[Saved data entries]
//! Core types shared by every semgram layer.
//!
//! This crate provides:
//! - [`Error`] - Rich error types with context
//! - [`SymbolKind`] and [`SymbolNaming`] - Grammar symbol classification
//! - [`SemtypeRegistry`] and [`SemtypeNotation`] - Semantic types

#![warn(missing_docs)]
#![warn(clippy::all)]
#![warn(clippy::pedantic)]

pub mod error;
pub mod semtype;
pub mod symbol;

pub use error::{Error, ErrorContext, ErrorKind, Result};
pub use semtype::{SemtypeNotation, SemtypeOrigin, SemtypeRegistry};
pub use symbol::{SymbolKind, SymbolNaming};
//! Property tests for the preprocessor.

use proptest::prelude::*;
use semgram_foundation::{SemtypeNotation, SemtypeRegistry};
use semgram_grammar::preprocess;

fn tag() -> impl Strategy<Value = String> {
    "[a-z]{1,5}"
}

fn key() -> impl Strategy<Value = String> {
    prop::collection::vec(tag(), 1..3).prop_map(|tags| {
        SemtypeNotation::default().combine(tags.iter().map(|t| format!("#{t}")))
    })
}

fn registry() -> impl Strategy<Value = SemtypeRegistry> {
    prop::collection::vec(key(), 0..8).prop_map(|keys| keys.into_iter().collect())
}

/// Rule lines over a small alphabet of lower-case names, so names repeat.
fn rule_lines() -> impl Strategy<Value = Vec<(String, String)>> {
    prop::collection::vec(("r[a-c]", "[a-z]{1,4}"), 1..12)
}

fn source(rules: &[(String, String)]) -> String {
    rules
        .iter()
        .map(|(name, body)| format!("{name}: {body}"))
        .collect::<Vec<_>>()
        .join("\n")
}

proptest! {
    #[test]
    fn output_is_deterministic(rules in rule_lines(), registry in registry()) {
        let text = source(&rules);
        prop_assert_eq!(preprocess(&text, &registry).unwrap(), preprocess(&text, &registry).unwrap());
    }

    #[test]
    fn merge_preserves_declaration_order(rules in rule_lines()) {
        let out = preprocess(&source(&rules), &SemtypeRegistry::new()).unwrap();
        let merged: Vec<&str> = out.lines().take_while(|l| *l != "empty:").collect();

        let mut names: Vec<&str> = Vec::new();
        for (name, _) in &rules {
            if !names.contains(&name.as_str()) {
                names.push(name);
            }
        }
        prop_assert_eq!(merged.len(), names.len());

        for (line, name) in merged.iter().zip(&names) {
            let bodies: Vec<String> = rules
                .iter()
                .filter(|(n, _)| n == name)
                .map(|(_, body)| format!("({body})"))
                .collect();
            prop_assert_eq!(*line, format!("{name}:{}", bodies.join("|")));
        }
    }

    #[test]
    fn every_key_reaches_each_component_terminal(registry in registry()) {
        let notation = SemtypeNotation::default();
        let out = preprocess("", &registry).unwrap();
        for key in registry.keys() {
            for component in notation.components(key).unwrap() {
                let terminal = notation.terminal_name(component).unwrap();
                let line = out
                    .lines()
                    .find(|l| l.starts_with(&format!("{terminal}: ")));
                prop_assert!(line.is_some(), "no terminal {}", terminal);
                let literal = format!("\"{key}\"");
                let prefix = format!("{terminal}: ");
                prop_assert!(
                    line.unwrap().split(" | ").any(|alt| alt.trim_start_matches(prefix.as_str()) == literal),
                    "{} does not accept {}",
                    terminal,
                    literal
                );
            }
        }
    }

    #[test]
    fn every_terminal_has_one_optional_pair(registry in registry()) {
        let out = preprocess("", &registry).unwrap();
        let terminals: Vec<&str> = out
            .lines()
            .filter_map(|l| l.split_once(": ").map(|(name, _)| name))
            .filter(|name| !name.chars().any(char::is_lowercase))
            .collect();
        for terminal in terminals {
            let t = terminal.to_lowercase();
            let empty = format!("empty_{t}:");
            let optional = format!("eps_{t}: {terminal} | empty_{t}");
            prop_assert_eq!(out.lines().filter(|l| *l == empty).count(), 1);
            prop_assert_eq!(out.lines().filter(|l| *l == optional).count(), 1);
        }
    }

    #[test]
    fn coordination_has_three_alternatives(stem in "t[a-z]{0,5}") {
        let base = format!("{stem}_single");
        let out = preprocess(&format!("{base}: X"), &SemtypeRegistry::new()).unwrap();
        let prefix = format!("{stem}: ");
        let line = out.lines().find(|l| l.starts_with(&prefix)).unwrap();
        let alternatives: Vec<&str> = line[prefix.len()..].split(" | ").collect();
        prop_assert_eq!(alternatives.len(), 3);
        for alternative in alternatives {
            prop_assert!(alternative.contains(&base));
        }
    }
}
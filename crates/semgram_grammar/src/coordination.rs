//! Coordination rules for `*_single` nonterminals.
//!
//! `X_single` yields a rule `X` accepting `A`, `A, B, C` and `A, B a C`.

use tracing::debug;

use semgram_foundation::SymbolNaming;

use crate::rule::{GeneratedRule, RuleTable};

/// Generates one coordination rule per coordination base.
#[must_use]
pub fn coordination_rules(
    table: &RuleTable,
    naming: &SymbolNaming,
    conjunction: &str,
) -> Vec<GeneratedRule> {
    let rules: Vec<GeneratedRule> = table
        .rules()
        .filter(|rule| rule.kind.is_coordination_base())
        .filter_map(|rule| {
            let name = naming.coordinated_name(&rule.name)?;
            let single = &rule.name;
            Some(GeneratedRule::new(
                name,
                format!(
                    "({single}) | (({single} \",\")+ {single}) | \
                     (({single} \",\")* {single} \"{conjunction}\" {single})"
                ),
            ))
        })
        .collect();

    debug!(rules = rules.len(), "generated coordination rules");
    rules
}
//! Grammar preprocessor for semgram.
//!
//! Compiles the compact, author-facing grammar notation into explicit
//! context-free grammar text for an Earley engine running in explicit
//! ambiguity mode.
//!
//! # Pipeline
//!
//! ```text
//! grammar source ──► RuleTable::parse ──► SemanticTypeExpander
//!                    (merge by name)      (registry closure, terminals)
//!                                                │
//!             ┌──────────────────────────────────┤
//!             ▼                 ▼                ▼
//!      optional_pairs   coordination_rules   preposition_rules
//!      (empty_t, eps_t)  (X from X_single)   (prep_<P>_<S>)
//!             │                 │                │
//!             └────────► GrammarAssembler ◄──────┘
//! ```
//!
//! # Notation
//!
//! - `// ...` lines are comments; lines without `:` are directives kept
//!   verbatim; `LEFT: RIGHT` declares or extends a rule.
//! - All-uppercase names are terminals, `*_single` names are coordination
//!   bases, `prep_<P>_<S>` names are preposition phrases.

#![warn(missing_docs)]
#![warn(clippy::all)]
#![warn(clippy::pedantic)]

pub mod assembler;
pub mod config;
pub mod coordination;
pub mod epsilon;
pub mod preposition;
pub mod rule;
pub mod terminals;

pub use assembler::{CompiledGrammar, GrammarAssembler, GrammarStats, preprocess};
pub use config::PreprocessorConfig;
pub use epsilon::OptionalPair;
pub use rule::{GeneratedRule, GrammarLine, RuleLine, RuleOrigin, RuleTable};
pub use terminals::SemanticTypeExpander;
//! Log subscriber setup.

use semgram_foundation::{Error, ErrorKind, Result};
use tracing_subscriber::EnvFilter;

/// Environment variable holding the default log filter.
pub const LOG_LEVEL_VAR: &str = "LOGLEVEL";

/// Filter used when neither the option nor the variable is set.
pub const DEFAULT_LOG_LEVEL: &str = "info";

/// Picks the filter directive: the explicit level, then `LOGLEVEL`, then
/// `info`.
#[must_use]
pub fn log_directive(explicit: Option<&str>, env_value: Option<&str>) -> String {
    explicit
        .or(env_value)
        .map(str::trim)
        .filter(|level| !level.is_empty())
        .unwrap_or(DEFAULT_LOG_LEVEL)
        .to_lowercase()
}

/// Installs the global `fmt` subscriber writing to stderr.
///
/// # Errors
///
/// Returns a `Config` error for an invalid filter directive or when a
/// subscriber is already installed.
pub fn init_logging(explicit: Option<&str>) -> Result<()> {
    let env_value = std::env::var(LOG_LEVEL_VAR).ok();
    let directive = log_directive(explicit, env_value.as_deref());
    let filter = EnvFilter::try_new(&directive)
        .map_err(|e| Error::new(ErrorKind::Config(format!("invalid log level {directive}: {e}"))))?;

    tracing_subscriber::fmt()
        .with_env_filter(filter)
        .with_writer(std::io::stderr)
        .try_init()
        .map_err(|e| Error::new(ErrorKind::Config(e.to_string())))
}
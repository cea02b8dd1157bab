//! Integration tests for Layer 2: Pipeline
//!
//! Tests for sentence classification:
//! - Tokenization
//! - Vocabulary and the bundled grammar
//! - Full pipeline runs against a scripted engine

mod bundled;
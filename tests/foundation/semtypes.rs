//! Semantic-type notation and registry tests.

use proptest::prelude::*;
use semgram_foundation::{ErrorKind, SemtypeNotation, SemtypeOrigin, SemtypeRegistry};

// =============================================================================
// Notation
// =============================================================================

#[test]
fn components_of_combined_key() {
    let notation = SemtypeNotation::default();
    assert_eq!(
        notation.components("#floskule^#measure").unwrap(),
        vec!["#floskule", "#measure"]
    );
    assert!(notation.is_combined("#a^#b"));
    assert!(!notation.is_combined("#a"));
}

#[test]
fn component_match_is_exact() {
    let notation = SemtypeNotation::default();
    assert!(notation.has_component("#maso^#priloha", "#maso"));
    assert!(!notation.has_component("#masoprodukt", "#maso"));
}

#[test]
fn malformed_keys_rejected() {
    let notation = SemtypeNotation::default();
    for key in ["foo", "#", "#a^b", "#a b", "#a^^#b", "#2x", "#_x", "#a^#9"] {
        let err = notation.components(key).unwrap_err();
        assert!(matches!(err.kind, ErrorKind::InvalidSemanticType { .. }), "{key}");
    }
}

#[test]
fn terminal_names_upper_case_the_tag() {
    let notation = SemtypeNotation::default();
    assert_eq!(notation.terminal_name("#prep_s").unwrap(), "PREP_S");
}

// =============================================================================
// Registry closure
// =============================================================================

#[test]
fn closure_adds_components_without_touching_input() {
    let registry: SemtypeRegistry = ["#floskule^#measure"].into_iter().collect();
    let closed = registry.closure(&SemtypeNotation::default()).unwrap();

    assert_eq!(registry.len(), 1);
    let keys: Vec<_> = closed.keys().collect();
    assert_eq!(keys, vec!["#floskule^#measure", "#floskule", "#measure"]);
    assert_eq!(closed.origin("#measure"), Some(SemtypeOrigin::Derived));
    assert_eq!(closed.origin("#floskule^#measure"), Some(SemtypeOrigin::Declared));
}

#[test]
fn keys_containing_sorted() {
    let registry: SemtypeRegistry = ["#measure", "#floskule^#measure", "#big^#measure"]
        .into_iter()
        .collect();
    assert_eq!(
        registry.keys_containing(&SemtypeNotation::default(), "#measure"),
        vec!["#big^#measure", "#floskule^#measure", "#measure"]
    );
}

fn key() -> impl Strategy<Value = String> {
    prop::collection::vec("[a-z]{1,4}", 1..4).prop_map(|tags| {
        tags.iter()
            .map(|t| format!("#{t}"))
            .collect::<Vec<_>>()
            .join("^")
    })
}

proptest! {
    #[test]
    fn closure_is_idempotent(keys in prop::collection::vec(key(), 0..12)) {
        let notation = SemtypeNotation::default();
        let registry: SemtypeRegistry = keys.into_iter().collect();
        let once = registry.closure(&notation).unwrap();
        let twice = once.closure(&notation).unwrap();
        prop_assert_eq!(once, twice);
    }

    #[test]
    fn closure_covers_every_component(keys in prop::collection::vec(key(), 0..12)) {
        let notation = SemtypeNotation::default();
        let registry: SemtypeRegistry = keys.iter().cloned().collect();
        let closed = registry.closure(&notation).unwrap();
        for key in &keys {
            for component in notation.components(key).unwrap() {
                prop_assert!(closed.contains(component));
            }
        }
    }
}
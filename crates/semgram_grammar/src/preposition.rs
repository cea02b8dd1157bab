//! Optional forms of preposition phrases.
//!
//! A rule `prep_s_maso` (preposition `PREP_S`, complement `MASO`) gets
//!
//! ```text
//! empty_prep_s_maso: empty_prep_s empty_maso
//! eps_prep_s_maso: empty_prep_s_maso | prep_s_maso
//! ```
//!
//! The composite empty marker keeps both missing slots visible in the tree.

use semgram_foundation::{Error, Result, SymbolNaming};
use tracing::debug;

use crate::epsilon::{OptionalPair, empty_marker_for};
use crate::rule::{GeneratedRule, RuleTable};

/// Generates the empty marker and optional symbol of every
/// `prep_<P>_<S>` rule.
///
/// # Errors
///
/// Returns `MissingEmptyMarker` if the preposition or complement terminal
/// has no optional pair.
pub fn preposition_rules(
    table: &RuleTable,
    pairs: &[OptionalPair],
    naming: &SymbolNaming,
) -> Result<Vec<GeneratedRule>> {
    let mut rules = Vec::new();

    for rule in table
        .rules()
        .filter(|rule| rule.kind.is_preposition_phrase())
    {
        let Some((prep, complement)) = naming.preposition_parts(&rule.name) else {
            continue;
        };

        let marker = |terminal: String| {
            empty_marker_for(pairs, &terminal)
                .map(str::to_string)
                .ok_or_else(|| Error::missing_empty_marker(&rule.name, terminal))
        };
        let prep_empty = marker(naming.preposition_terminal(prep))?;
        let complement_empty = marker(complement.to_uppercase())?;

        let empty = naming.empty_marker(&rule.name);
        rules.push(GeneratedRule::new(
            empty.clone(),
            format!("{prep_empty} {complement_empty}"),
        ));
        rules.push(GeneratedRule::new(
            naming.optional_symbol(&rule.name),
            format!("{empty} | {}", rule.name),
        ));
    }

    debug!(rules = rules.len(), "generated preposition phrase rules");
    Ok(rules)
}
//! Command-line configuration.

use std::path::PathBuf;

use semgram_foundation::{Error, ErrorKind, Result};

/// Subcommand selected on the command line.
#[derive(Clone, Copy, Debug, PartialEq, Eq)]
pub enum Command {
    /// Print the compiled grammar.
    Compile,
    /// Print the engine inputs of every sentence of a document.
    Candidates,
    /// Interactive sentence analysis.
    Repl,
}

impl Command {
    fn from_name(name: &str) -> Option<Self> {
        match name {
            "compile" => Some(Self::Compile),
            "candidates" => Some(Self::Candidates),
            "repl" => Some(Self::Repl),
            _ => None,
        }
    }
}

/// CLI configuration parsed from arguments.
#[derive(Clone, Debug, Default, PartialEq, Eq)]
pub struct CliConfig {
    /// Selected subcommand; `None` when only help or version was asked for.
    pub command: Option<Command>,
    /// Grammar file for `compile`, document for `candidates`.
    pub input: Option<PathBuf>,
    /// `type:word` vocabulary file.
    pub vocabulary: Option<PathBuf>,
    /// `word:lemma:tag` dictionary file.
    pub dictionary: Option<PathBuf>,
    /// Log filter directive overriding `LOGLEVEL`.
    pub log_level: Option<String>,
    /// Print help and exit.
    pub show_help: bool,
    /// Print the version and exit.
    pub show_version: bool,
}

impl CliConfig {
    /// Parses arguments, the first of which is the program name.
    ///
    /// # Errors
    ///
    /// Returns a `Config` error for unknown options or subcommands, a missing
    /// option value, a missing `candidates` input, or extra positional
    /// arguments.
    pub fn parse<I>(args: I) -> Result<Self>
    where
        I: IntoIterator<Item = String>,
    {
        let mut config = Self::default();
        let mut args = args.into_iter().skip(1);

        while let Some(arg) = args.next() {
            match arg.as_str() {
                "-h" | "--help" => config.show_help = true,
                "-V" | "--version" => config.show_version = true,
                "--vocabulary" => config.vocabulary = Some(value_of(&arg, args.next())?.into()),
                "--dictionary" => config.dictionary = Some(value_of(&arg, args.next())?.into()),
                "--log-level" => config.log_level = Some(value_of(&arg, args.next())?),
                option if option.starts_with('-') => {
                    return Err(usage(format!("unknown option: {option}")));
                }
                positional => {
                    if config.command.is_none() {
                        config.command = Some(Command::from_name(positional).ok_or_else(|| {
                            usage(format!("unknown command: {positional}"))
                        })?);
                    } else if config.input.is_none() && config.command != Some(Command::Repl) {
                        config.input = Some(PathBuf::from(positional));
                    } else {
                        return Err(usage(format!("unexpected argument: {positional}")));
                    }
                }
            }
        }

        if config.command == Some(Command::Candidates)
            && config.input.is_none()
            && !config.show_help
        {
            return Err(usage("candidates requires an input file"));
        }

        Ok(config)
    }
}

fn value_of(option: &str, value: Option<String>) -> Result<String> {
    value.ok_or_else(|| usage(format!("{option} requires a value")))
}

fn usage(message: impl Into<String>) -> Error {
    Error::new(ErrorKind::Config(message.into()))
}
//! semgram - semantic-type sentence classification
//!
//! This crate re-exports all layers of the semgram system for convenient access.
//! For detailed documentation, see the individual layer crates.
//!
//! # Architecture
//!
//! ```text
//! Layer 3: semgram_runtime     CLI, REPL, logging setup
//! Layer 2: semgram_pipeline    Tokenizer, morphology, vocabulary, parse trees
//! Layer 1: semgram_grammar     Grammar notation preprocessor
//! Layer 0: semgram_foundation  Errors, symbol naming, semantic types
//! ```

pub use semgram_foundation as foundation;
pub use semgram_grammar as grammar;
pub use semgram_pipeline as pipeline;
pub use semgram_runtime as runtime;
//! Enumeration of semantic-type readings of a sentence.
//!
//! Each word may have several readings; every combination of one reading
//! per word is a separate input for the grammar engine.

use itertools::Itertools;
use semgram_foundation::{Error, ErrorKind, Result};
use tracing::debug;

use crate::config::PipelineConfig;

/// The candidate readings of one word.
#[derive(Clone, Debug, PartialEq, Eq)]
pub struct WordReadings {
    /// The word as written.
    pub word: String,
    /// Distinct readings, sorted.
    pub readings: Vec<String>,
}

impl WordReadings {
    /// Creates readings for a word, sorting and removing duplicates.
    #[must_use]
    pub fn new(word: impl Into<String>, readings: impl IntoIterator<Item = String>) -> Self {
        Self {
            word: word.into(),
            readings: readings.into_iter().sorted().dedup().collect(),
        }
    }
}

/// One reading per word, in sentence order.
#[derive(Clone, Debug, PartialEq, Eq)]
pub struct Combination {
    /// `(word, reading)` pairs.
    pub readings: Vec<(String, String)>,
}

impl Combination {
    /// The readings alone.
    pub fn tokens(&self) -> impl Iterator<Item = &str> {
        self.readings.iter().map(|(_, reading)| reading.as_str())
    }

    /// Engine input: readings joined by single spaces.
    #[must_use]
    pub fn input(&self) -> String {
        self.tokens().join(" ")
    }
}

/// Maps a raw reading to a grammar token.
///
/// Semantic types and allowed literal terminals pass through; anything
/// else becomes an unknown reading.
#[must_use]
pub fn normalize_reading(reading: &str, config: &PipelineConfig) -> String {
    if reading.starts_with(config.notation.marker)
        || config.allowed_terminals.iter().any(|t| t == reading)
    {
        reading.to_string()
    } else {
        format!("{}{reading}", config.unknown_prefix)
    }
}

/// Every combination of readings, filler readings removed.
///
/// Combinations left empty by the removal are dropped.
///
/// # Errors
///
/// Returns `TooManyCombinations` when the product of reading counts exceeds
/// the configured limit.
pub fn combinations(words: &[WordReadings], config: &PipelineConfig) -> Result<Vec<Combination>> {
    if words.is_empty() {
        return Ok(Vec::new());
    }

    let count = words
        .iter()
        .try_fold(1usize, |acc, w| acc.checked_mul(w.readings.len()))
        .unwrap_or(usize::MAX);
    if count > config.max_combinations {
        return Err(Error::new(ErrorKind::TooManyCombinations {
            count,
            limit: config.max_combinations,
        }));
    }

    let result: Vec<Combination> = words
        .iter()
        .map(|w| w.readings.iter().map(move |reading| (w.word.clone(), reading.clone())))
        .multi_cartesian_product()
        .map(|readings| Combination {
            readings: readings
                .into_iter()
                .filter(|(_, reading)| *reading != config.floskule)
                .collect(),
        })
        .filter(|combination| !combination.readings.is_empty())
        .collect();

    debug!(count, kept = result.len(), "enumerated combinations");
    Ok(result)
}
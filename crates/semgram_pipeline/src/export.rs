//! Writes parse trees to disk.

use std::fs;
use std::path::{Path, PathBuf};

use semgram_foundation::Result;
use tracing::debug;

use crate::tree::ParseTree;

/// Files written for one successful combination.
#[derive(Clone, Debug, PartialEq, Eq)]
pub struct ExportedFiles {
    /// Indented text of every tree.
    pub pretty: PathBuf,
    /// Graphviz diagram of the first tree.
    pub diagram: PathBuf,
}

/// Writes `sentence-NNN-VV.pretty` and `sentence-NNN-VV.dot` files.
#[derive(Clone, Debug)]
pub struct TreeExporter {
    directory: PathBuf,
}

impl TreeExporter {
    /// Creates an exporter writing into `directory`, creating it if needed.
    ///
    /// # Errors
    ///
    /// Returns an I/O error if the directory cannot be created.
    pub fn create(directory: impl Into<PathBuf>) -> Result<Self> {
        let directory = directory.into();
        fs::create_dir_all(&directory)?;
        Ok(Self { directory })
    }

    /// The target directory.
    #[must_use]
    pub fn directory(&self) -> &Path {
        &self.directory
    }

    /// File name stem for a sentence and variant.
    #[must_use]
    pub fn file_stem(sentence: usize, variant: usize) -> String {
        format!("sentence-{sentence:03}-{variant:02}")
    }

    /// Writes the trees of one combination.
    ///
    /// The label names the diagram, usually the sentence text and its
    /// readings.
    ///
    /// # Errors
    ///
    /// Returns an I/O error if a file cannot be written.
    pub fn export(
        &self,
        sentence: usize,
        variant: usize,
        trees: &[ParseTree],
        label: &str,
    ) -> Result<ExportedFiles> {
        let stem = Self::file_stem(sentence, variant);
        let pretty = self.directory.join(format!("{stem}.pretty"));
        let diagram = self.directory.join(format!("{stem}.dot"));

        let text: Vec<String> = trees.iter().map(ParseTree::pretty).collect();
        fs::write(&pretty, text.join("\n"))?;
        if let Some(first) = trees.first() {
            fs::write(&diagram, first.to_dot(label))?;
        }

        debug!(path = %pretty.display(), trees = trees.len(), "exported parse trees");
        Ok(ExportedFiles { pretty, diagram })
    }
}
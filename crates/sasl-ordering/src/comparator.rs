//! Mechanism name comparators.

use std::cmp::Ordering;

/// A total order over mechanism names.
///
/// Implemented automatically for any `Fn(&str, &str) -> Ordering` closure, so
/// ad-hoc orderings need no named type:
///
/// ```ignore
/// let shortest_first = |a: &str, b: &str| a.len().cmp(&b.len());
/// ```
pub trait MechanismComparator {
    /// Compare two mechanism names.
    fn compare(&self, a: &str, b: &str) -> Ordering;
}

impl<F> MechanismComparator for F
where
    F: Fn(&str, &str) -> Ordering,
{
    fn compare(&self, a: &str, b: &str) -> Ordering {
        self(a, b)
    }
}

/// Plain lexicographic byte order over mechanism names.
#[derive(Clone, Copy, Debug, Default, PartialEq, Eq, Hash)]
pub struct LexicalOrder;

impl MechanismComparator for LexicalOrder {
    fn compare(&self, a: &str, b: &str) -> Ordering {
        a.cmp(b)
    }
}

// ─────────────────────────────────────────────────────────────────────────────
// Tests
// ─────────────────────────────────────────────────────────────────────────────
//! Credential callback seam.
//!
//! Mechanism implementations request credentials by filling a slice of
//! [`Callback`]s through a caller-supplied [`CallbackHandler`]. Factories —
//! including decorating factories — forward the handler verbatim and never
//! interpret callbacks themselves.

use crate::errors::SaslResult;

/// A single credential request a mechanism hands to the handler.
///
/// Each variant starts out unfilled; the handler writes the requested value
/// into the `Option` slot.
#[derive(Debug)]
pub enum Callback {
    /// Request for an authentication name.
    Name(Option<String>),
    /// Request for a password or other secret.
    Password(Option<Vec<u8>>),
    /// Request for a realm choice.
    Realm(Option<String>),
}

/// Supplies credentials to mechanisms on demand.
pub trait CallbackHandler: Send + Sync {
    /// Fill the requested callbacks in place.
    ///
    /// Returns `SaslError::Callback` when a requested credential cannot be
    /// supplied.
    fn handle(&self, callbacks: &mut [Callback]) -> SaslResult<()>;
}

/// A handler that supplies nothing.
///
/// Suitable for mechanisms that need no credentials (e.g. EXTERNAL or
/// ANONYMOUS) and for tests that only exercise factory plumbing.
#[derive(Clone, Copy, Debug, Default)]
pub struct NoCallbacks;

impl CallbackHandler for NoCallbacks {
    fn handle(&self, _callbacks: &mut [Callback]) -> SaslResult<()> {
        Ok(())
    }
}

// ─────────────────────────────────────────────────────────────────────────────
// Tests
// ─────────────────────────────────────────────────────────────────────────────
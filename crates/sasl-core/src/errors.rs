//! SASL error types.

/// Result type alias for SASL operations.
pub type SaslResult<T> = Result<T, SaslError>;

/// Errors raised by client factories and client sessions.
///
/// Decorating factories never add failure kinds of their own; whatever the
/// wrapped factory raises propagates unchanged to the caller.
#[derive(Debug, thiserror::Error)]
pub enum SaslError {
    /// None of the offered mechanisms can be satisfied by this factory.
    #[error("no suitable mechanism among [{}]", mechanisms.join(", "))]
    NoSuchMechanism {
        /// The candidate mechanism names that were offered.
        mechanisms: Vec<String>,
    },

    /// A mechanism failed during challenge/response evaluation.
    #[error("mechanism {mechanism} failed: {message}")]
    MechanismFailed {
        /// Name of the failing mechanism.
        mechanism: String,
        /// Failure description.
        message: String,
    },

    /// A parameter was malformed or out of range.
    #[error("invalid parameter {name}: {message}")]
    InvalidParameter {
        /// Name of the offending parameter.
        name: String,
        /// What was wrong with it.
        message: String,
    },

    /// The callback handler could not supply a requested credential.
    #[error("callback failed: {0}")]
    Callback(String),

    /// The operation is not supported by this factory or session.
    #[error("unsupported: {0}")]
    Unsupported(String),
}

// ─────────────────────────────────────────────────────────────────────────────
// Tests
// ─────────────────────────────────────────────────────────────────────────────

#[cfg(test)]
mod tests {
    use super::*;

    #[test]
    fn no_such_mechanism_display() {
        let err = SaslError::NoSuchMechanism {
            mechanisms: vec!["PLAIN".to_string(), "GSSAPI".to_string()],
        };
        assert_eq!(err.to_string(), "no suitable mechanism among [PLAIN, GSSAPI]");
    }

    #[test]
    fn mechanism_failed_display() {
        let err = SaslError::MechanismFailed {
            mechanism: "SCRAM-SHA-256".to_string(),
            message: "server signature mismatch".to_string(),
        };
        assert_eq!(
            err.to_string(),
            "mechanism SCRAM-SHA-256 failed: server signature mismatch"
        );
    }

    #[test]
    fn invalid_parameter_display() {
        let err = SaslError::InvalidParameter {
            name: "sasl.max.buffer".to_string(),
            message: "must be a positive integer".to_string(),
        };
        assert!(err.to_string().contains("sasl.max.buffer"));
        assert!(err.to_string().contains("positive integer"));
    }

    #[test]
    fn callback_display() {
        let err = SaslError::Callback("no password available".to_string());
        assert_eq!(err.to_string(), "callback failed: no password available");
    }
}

:: What needs to be done ::
Counting the lines above that hold "collection", reply with the number and no other words.

:: Answer area ::
6